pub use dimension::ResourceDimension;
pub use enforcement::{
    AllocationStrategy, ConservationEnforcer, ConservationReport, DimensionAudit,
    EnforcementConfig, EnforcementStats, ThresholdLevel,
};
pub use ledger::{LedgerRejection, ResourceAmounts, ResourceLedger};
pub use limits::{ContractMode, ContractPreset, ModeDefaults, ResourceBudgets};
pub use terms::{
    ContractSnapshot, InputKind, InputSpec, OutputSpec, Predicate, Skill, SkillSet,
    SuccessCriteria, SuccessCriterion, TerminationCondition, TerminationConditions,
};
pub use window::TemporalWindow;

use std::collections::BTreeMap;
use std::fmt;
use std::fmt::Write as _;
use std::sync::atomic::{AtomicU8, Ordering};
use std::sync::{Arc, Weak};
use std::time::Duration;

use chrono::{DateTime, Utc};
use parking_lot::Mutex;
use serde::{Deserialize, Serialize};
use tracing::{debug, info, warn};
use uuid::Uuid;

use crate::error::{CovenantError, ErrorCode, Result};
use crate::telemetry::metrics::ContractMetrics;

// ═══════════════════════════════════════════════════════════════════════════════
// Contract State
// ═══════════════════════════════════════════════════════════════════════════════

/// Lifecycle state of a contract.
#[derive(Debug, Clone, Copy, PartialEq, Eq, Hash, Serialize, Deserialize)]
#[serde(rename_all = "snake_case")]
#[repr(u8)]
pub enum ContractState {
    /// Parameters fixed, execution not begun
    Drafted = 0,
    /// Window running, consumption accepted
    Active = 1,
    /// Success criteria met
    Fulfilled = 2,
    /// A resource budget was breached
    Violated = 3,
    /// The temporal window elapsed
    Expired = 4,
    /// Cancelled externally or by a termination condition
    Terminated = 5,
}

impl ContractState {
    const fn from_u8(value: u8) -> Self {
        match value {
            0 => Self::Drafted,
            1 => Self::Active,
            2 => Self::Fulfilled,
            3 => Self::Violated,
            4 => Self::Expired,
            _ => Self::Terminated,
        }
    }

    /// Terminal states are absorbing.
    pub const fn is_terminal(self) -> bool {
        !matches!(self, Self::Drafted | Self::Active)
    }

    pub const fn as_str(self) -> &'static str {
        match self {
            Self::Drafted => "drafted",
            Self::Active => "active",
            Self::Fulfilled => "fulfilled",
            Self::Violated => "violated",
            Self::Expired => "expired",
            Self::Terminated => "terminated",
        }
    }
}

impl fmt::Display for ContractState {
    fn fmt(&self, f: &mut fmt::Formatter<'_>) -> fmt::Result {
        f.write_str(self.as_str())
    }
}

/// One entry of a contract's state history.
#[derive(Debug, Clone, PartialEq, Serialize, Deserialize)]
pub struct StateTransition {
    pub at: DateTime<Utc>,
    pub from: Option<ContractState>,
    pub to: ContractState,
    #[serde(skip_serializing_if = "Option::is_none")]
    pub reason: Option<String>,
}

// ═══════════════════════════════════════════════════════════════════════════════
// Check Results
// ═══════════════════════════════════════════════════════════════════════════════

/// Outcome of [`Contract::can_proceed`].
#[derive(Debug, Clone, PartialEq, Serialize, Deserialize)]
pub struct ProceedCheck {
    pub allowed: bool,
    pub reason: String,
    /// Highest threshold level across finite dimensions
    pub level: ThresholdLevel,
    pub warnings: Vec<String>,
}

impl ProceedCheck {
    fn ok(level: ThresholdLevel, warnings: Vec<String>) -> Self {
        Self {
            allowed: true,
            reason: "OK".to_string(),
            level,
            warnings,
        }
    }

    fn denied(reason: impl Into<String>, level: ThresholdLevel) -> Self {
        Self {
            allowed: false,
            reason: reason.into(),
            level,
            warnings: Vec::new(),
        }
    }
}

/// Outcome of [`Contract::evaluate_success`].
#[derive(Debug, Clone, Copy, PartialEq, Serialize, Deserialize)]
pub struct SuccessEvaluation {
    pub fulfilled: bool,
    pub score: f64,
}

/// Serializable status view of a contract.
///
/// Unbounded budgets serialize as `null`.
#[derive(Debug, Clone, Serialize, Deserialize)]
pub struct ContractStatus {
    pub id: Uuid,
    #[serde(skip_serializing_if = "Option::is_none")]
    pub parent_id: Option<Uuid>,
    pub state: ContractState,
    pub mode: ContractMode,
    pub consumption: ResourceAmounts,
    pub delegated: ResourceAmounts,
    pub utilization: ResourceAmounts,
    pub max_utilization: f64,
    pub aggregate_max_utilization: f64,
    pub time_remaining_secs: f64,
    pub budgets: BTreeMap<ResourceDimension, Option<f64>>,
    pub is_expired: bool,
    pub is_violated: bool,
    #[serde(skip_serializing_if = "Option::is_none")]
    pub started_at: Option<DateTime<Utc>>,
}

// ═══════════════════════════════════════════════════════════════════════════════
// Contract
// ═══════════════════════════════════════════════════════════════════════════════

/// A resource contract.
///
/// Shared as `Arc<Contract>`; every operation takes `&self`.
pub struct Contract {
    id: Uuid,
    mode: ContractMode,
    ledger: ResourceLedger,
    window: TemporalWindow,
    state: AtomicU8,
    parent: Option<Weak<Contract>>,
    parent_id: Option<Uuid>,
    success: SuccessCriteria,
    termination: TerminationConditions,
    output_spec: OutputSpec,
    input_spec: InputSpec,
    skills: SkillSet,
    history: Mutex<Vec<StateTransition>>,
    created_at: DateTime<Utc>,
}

....

- _ASSIGNMENT_
Your answer should be one number: how many lines in the material hold the string "Uuid".

- _WORKED SOLUTION_
5